What really scares the Iranian Mullahs?

Is it McCain gettin' elected and us stayin' for a hundred years?

Is it the Israelis bombing out their nuclear facilities just before they can make a bomb?

Is it seeing a Sunni Government come back to power in Iraq and starting up another war with them?

Nice tries, but No, No and No.

It's Barbie!!!!!!!!!!!!!!!



I am not making this up!

In the latest salvo in a more than decade-old government campaign against Barbie, Prosecutor General Ghorban Ali Dori Najafabadi said in an official letter to Vice President Parviz Davoudi that the doll and other Western toys are a "danger" that need to be stopped.

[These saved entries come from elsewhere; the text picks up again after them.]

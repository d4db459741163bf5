use serde::Deserialize;

/// Main configuration structure for the crawler
///
/// Every section and field has a default, so an empty file (or no file at
/// all) yields a usable configuration.
#[derive(Debug, Clone, Default, Deserialize)]
#[serde(default)]
pub struct Config {
    pub crawler: CrawlerConfig,
    pub sitemap: SitemapConfig,
    #[serde(rename = "user-agent")]
    pub user_agent: UserAgentConfig,
    pub output: OutputConfig,
    pub filter: FilterConfig,
}

/// Crawl loop behavior
#[derive(Debug, Clone, Deserialize)]
#[serde(default, rename_all = "kebab-case")]
pub struct CrawlerConfig {
    /// Maximum number of successful pages returned per site
    pub max_pages: usize,

    /// Maximum number of page fetches in flight
    pub parallel: usize,

    /// Delay before each page fetch (milliseconds)
    pub crawl_delay: u64,

    /// Page request timeout (seconds)
    pub page_timeout: u64,

    /// Redirects followed for page requests
    pub max_redirects: usize,

    /// Seed the frontier from sitemap discovery
    pub use_sitemaps: bool,

    /// Skip URLs disallowed by the site's robots.txt
    pub respect_robots: bool,
}

impl Default for CrawlerConfig {
    fn default() -> Self {
        Self {
            max_pages: 100,
            parallel: 5,
            crawl_delay: 1000,
            page_timeout: 30,
            max_redirects: 5,
            use_sitemaps: true,
            respect_robots: false,
        }
    }
}

/// Sitemap discovery limits
#[derive(Debug, Clone, Deserialize)]
#[serde(default, rename_all = "kebab-case")]
pub struct SitemapConfig {
    /// Maximum number of URLs returned by discovery
    pub max_urls: usize,

    /// Maximum nesting depth followed through sitemap indexes
    pub max_depth: usize,

    /// Maximum number of candidate sitemaps considered
    pub max_sitemaps: usize,

    /// Sitemap request timeout (seconds)
    pub timeout: u64,

    /// robots.txt request timeout (seconds)
    pub robots_timeout: u64,

    /// Redirects followed for sitemap and robots.txt requests
    pub max_redirects: usize,
}

impl Default for SitemapConfig {
    fn default() -> Self {
        Self {
            max_urls: 1000,
            max_depth: 3,
            max_sitemaps: 50,
            timeout: 15,
            robots_timeout: 10,
            max_redirects: 3,
        }
    }
}

/// User agent identification configuration
#[derive(Debug, Clone, Deserialize)]
#[serde(default, rename_all = "kebab-case")]
pub struct UserAgentConfig {
    /// Name of the crawler
    pub crawler_name: String,

    /// Version of the crawler
    pub crawler_version: String,

    /// URL with information about the crawler
    pub contact_url: String,
}

impl Default for UserAgentConfig {
    fn default() -> Self {
        Self {
            crawler_name: "SiteCrawler".to_string(),
            crawler_version: env!("CARGO_PKG_VERSION").to_string(),
            contact_url: "https://example.com/bot".to_string(),
        }
    }
}

impl UserAgentConfig {
    /// Bot-identifying user agent, used for sitemaps and robots.txt
    ///
    /// Format: `CrawlerName/Version (+ContactURL)`
    pub fn bot_user_agent(&self) -> String {
        format!(
            "{}/{} (+{})",
            self.crawler_name, self.crawler_version, self.contact_url
        )
    }

    /// Browser-compatible user agent, used for page requests
    pub fn browser_user_agent(&self) -> String {
        format!(
            "Mozilla/5.0 (compatible; {}/{}; +{})",
            self.crawler_name, self.crawler_version, self.contact_url
        )
    }
}

/// Output configuration
#[derive(Debug, Clone, Deserialize)]
#[serde(default, rename_all = "kebab-case")]
pub struct OutputConfig {
    /// Path to the SQLite database holding the page cache and discovery queue
    pub database_path: String,
}

impl Default for OutputConfig {
    fn default() -> Self {
        Self {
            database_path: "./crawl.db".to_string(),
        }
    }
}

/// Additions to the built-in URL denylist
#[derive(Debug, Clone, Default, Deserialize)]
#[serde(default, rename_all = "kebab-case")]
pub struct FilterConfig {
    /// File extensions to skip (without the leading dot)
    pub extra_extensions: Vec<String>,

    /// Path prefixes to skip (e.g. "/members")
    pub extra_path_prefixes: Vec<String>,

    /// Regular expressions matched against path, query and fragment
    pub exclude_patterns: Vec<String>,
}
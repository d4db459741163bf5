use crate::ConfigError;
use regex::Regex;
use url::{Position, Url};

/// File extensions that never lead to an HTML page
const DEFAULT_EXTENSIONS: &[&str] = &[
    // documents
    "pdf", "doc", "docx", "xls", "xlsx", "ppt", "pptx", "odt", "rtf", "csv",
    // images
    "jpg", "jpeg", "png", "gif", "svg", "webp", "bmp", "ico", "tif", "tiff", "avif",
    // audio / video
    "mp3", "mp4", "m4a", "wav", "ogg", "webm", "avi", "mov", "wmv", "flv", "mkv",
    // archives and binaries
    "zip", "rar", "gz", "tgz", "tar", "7z", "exe", "dmg", "msi", "apk", "iso", "bin",
    // assets and data
    "css", "js", "json", "xml", "txt", "rss", "atom",
    // fonts
    "woff", "woff2", "ttf", "otf", "eot",
];

/// Path prefixes for admin, auth, API, feed and listing pages
const DEFAULT_PATH_PREFIXES: &[&str] = &[
    "/wp-admin",
    "/wp-login.php",
    "/wp-json",
    "/admin",
    "/login",
    "/logout",
    "/signin",
    "/signup",
    "/register",
    "/auth",
    "/oauth",
    "/account",
    "/api",
    "/feed",
    "/rss",
    "/tag",
    "/tags",
    "/category",
    "/categories",
    "/author",
    "/search",
    "/cart",
    "/checkout",
    "/print",
];

/// Patterns matched against path, query and fragment
const DEFAULT_PATTERNS: &[&str] = &[
    r"[?&]print=",
    r"/print(/|$)",
    r"#",
    r"/feed(/|$)",
    r"[?&]s=",
    r"/(tag|category|author)/",
    r"/wp-content/",
    r"[?&]replytocom=",
];

/// Denylist applied to candidate URLs before they are queued
///
/// `FilterRules::default()` carries the built-in rules. `FilterRules::empty()`
/// keeps only the scheme and host checks of [`should_crawl`].
#[derive(Debug, Clone)]
pub struct FilterRules {
    /// Lowercase extensions without the leading dot
    pub extensions: Vec<String>,
    /// Lowercase path prefixes, matched on whole segments
    pub path_prefixes: Vec<String>,
    pub patterns: Vec<Regex>,
}

impl Default for FilterRules {
    fn default() -> Self {
        Self {
            extensions: DEFAULT_EXTENSIONS.iter().map(|s| s.to_string()).collect(),
            path_prefixes: DEFAULT_PATH_PREFIXES.iter().map(|s| s.to_string()).collect(),
            patterns: DEFAULT_PATTERNS
                .iter()
                .filter_map(|p| Regex::new(p).ok())
                .collect(),
        }
    }
}

impl FilterRules {
    /// Rules that exclude nothing
    pub fn empty() -> Self {
        Self {
            extensions: Vec::new(),
            path_prefixes: Vec::new(),
            patterns: Vec::new(),
        }
    }

    /// Extends the rules with additional extensions, prefixes and regexes
    ///
    /// # Returns
    ///
    /// * `Ok(FilterRules)` - The extended rules
    /// * `Err(ConfigError::InvalidPattern)` - A pattern failed to compile
    pub fn with_extra(
        mut self,
        extensions: &[String],
        path_prefixes: &[String],
        patterns: &[String],
    ) -> Result<Self, ConfigError> {
        for ext in extensions {
            let ext = ext.trim_start_matches('.').to_lowercase();
            if !ext.is_empty() && !self.extensions.contains(&ext) {
                self.extensions.push(ext);
            }
        }

        for prefix in path_prefixes {
            let prefix = prefix.trim_end_matches('/').to_lowercase();
            if !prefix.is_empty() && !self.path_prefixes.contains(&prefix) {
                self.path_prefixes.push(prefix);
            }
        }

        for pattern in patterns {
            let regex = Regex::new(pattern)
                .map_err(|e| ConfigError::InvalidPattern(format!("'{}': {}", pattern, e)))?;
            self.patterns.push(regex);
        }

        Ok(self)
    }

    /// True when the URL hits any denylist entry
    pub fn is_excluded(&self, url: &Url) -> bool {
        let path = url.path().to_lowercase();

        if let Some(last) = path.rsplit('/').next() {
            if let Some((_, ext)) = last.rsplit_once('.') {
                if self.extensions.iter().any(|e| e == ext) {
                    return true;
                }
            }
        }

        let prefix_hit = self.path_prefixes.iter().any(|prefix| {
            path == *prefix
                || path
                    .strip_prefix(prefix.as_str())
                    .is_some_and(|rest| rest.starts_with('/'))
        });
        if prefix_hit {
            return true;
        }

        let tail = &url[Position::BeforePath..];
        self.patterns.iter().any(|re| re.is_match(tail))
    }
}

/// Decides whether a URL belongs in the crawl frontier
///
/// A URL passes when its scheme is http or https, its host equals
/// `base_domain` (ASCII case-insensitive, subdomains do not count) and it
/// matches none of the `rules`.
///
/// # Arguments
///
/// * `url_str` - Absolute URL to check
/// * `base_domain` - Hostname of the site being crawled
/// * `rules` - Denylist to apply
///
/// # Returns
///
/// `false` for anything that does not parse
pub fn should_crawl(url_str: &str, base_domain: &str, rules: &FilterRules) -> bool {
    let url = match Url::parse(url_str) {
        Ok(url) => url,
        Err(_) => return false,
    };

    if url.scheme() != "http" && url.scheme() != "https" {
        return false;
    }

    match url.host_str() {
        Some(host) if host.eq_ignore_ascii_case(base_domain) => {}
        _ => return false,
    }

    !rules.is_excluded(&url)
}
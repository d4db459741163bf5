//! Database schema definitions
//!
//! This module contains the SQL schema for the page cache and discovery queue.

/// SQL schema for the database
pub const SCHEMA_SQL: &str = r#"
-- One record per fetched URL, overwritten on re-crawl
CREATE TABLE IF NOT EXISTS page_cache (
    url TEXT PRIMARY KEY,
    domain TEXT NOT NULL,
    html TEXT,
    title TEXT,
    meta_description TEXT,
    status_code INTEGER,
    content_type TEXT,
    error TEXT,
    metadata TEXT,
    fetched_at TEXT NOT NULL
);

CREATE INDEX IF NOT EXISTS idx_page_cache_domain ON page_cache(domain);

-- Persistent crawl frontier
CREATE TABLE IF NOT EXISTS discovered_urls (
    id INTEGER PRIMARY KEY AUTOINCREMENT,
    url TEXT NOT NULL UNIQUE,
    domain TEXT NOT NULL,
    discovered_from TEXT,
    discovered_at TEXT NOT NULL,
    crawled INTEGER NOT NULL DEFAULT 0,
    crawled_at TEXT
);

CREATE INDEX IF NOT EXISTS idx_discovered_domain_crawled ON discovered_urls(domain, crawled);
"#;

/// Initializes the database schema
///
/// # Arguments
///
/// * `conn` - The database connection
///
/// # Returns
///
/// * `Ok(())` - Schema initialized successfully
/// * `Err(rusqlite::Error)` - Failed to initialize schema
pub fn initialize_schema(conn: &rusqlite::Connection) -> Result<(), rusqlite::Error> {
    conn.execute_batch(SCHEMA_SQL)?;
    Ok(())
}
use crate::config::types::Config;
use crate::config::validation::validate;
use crate::ConfigError;
use sha2::{Digest, Sha256};
use std::path::Path;

/// Loads and parses a configuration file from the given path
///
/// Missing sections and fields fall back to their defaults.
///
/// # Arguments
///
/// * `path` - Path to the TOML configuration file
///
/// # Returns
///
/// * `Ok(Config)` - Successfully loaded and validated configuration
/// * `Err(ConfigError)` - Failed to load, parse, or validate the configuration
///
/// # Example
///
/// ```no_run
/// use std::path::Path;
/// use site_crawler::config::load_config;
///
/// let config = load_config(Path::new("crawler.toml")).unwrap();
/// println!("Parallel fetches: {}", config.crawler.parallel);
/// ```
pub fn load_config(path: &Path) -> Result<Config, ConfigError> {
    parse_config(&std::fs::read_to_string(path)?)
}

/// Parses and validates configuration text
pub fn parse_config(content: &str) -> Result<Config, ConfigError> {
    let config: Config = toml::from_str(content)?;
    validate(&config)?;
    Ok(config)
}

/// Computes a SHA-256 hash of the configuration file content
///
/// Logged at start-up so runs made with different settings can be told apart.
///
/// # Returns
///
/// * `Ok(String)` - Hex-encoded SHA-256 hash of the file content
/// * `Err(ConfigError)` - Failed to read the file
pub fn compute_config_hash(path: &Path) -> Result<String, ConfigError> {
    Ok(hash_content(&std::fs::read_to_string(path)?))
}

fn hash_content(content: &str) -> String {
    hex::encode(Sha256::digest(content.as_bytes()))
}

/// Loads a configuration and returns both the config and the hash of the
/// exact text it was parsed from
pub fn load_config_with_hash(path: &Path) -> Result<(Config, String), ConfigError> {
    let content = std::fs::read_to_string(path)?;
    let config = parse_config(&content)?;
    Ok((config, hash_content(&content)))
}
use crate::crawler::{FetchResult, Fetcher};
use crate::sitemap::parser::{parse_sitemap, SitemapDocument};
use crate::SitemapError;

/// Fetches and parses one sitemap document
///
/// Only an HTTP 200 response is parsed. Redirects are followed by the
/// discovery client; any other final status is reported as a fetch failure,
/// including 4xx.
///
/// # Arguments
///
/// * `fetcher` - HTTP boundary (bot user agent, sitemap timeout)
/// * `url` - Absolute sitemap URL
///
/// # Returns
///
/// * `Ok(SitemapDocument)` - The classified document
/// * `Err(SitemapError::Fetch)` - Network failure or non-200 status
/// * `Err(SitemapError::Parse)` - Malformed XML
pub async fn fetch_sitemap(fetcher: &Fetcher, url: &str) -> Result<SitemapDocument, SitemapError> {
    match fetcher.fetch_sitemap(url).await {
        FetchResult::Success {
            status_code: 200,
            body,
            ..
        } => parse_sitemap(url, &body),
        FetchResult::Success { status_code, .. } => Err(SitemapError::Fetch {
            url: url.to_string(),
            message: format!("HTTP {}", status_code),
        }),
        FetchResult::Failed { error, .. } => Err(SitemapError::Fetch {
            url: url.to_string(),
            message: error,
        }),
    }
}
//! Site Crawler main entry point
//!
//! This is the command-line interface for sitemap discovery and site crawling.

use anyhow::Context;
use clap::Parser;
use site_crawler::config::{load_config_with_hash, Config};
use site_crawler::crawler::{Coordinator, Fetcher};
use site_crawler::output::{load_statistics, print_statistics, RunSummary};
use site_crawler::storage::{open_storage, SqliteStorage, Storage};
use site_crawler::{discover_urls_from_sitemaps, domain_of, normalize_url};
use std::path::{Path, PathBuf};
use std::sync::{Arc, Mutex};
use tracing_subscriber::EnvFilter;

/// Site Crawler: sitemap discovery and polite site crawling
///
/// Discovers a site's pages from robots.txt and its sitemaps, then crawls
/// them within a page budget, caching every page in a local database.
#[derive(Parser, Debug)]
#[command(name = "site-crawler")]
#[command(version)]
#[command(about = "Sitemap discovery and polite site crawling", long_about = None)]
struct Cli {
    /// Site to crawl
    #[arg(long, value_name = "URL", required_unless_present = "companies")]
    url: Option<String>,

    /// File with one site per line (`#` starts a comment; CSV rows allowed)
    #[arg(long, value_name = "FILE", conflicts_with = "url")]
    companies: Option<PathBuf>,

    /// Crawl passes per site
    #[arg(long, default_value_t = 1)]
    runs: usize,

    /// Maximum concurrent fetches (overrides the config file)
    #[arg(long)]
    parallel: Option<usize>,

    /// Page budget per site (overrides the config file)
    #[arg(long)]
    max_pages: Option<usize>,

    /// Apply the URL denylist; `false` keeps only scheme and host scoping
    #[arg(long, default_value_t = true, action = clap::ArgAction::Set)]
    filter_urls: bool,

    /// Path to TOML configuration file
    #[arg(long, value_name = "FILE")]
    config: Option<PathBuf>,

    /// Increase logging verbosity (-v, -vv, -vvv)
    #[arg(short, long, action = clap::ArgAction::Count)]
    verbose: u8,

    /// Suppress non-error output
    #[arg(short, long, conflicts_with = "verbose")]
    quiet: bool,

    /// Drop cached pages and queued URLs of each site before crawling
    #[arg(long)]
    fresh: bool,

    /// Discover sitemap URLs and print them without crawling
    #[arg(long, conflicts_with = "stats")]
    dry_run: bool,

    /// Show statistics from the database and exit
    #[arg(long, conflicts_with = "dry_run")]
    stats: bool,
}

#[tokio::main]
async fn main() -> Result<(), Box<dyn std::error::Error>> {
    let cli = Cli::parse();

    // Setup logging based on verbosity
    setup_logging(cli.verbose, cli.quiet);

    let mut config = match &cli.config {
        Some(path) => {
            tracing::info!("Loading configuration from: {}", path.display());
            match load_config_with_hash(path) {
                Ok((cfg, hash)) => {
                    tracing::info!("Configuration loaded successfully (hash: {})", hash);
                    cfg
                }
                Err(e) => {
                    tracing::error!("Failed to load configuration: {}", e);
                    return Err(e.into());
                }
            }
        }
        None => Config::default(),
    };
    if let Some(parallel) = cli.parallel {
        config.crawler.parallel = parallel.max(1);
    }
    if let Some(max_pages) = cli.max_pages {
        config.crawler.max_pages = max_pages.max(1);
    }

    let sites = match (&cli.url, &cli.companies) {
        (Some(url), _) => vec![url.clone()],
        (None, Some(path)) => read_companies(path)?,
        (None, None) => Vec::new(),
    };
    if sites.is_empty() {
        tracing::warn!("No sites to crawl");
        return Ok(());
    }

    if cli.dry_run {
        handle_dry_run(&config, &sites).await?;
    } else if cli.stats {
        handle_stats(&config, &sites)?;
    } else {
        handle_crawl(&config, &cli, &sites).await?;
    }

    Ok(())
}

/// Sets up the logging/tracing subscriber based on verbosity level
fn setup_logging(verbose: u8, quiet: bool) {
    let filter = if quiet {
        // Only show errors
        EnvFilter::new("error")
    } else {
        match verbose {
            0 => EnvFilter::new("site_crawler=info,warn"),
            1 => EnvFilter::new("site_crawler=debug,info"),
            2 => EnvFilter::new("site_crawler=trace,debug"),
            _ => EnvFilter::new("trace"),
        }
    };

    tracing_subscriber::fmt()
        .with_env_filter(filter)
        .with_target(false)
        .with_thread_ids(false)
        .with_file(false)
        .init();
}

/// Reads the sites listed in a companies file
fn read_companies(path: &Path) -> anyhow::Result<Vec<String>> {
    let content = std::fs::read_to_string(path)
        .with_context(|| format!("Failed to read companies file {}", path.display()))?;
    let sites = parse_companies(&content);
    tracing::info!("Loaded {} sites from {}", sites.len(), path.display());
    Ok(sites)
}

/// Extracts one site URL per line
///
/// Blank lines and lines starting with `#` are skipped. For CSV rows the
/// first URL-looking field is used; bare domains get an `https://` scheme.
fn parse_companies(content: &str) -> Vec<String> {
    content
        .lines()
        .map(str::trim)
        .filter(|line| !line.is_empty() && !line.starts_with('#'))
        .filter_map(|line| {
            line.split(',')
                .map(|field| field.trim().trim_matches('"'))
                .find(|field| looks_like_url(field))
        })
        .map(|field| {
            if field.starts_with("http://") || field.starts_with("https://") {
                field.to_string()
            } else {
                format!("https://{}", field)
            }
        })
        .collect()
}

fn looks_like_url(field: &str) -> bool {
    if field.starts_with("http://") || field.starts_with("https://") {
        return true;
    }
    !field.contains(char::is_whitespace)
        && !field.contains('@')
        && field
            .split('/')
            .next()
            .is_some_and(|host| host.contains('.') && !host.starts_with('.') && !host.ends_with('.'))
}

/// Handles the --dry-run mode: prints sitemap-discovered URLs per site
async fn handle_dry_run(config: &Config, sites: &[String]) -> Result<(), Box<dyn std::error::Error>> {
    let fetcher = Fetcher::new(config)?;
    let rules = config.filter_rules()?;
    let options = config.discovery_options();

    for site in sites {
        println!("=== Sitemap Discovery: {} ===\n", site);
        let discovered = discover_urls_from_sitemaps(&fetcher, site, &options, &rules).await;
        for entry in &discovered {
            match entry.priority {
                Some(priority) => println!("  {} (priority {:.1})", entry.url, priority),
                None => println!("  {}", entry.url),
            }
        }
        println!("\n✓ {} URLs discovered\n", discovered.len());
    }

    Ok(())
}

/// Handles the --stats mode: shows statistics from the database
fn handle_stats(config: &Config, sites: &[String]) -> Result<(), Box<dyn std::error::Error>> {
    println!("Database: {}\n", config.output.database_path);

    let storage = open_storage(Path::new(&config.output.database_path))?;

    for site in sites {
        let Some(domain) = domain_of(&normalize_url(site)) else {
            tracing::warn!("Skipping invalid site URL: {}", site);
            continue;
        };
        let stats = load_statistics(&storage, &domain)?;
        print_statistics(&stats);
        println!();
    }

    Ok(())
}

/// Handles the main crawl operation
async fn handle_crawl(
    config: &Config,
    cli: &Cli,
    sites: &[String],
) -> Result<(), Box<dyn std::error::Error>> {
    let storage: Arc<Mutex<SqliteStorage>> = Arc::new(Mutex::new(open_storage(Path::new(
        &config.output.database_path,
    ))?));
    let fetcher = Fetcher::new(config)?;
    let rules = config.filter_rules()?;

    let mut options = config.crawl_options();
    options.filter_urls = cli.filter_urls;

    tracing::info!(
        "Crawling {} sites (max {} pages, {} parallel, {} runs)",
        sites.len(),
        options.max_pages,
        options.parallel,
        cli.runs
    );

    let coordinator = Coordinator::new(fetcher, storage.clone(), rules, options)
        .with_robots_agent(config.user_agent.crawler_name.clone());

    let mut failed = 0;
    for site in sites {
        let Some(domain) = domain_of(&normalize_url(site)) else {
            tracing::warn!("Skipping invalid site URL: {}", site);
            failed += 1;
            continue;
        };

        if cli.fresh {
            tracing::info!("Clearing cached state for {}", domain);
            let cleared = storage
                .lock()
                .map_err(|_| "storage mutex poisoned")?
                .clear_domain(&domain);
            if let Err(e) = cleared {
                tracing::error!("Failed to clear {}: {}", domain, e);
            }
        }

        for run in 1..=cli.runs.max(1) {
            tracing::info!("Run {}/{} for {}", run, cli.runs.max(1), site);
            match coordinator.crawl_pages(site).await {
                Ok(pages) => RunSummary::from_pages(&domain, &pages).print(),
                Err(e) => {
                    tracing::error!("Crawl of {} failed: {}", site, e);
                    failed += 1;
                    break;
                }
            }
        }
    }

    if failed > 0 {
        tracing::warn!("{} of {} sites failed", failed, sites.len());
    } else {
        tracing::info!("Crawl completed successfully");
    }
    Ok(())
}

"The irregular importation of such toys, which unfortunately arrive through unofficial sources and smuggling, is destructive culturally and a social danger...The displays of personalities such as Barbie, Batman, Spiderman and Harry Potter ... as well as the irregular importation of unsanctioned computer games and movies are all warning bells to the officials in the cultural arena,"

Najafabadi said Iran is the world's third biggest importer of toys and warned that smuggled imports pose a threat to the "identity" of the new generation. "Undoubtedly, the personality and identity of the new generation and our children, as a result of unrestricted importation of toys, has been put at risk and caused irreparable damages."

I would like to make three observations in closing:

(1) what the heck is that guy gonna do with that doll?

(2) I'm pretty sure Iran is NOT the world's third largest toy importer

(3) These are the guys screwing us up in Iraq? Shame on us.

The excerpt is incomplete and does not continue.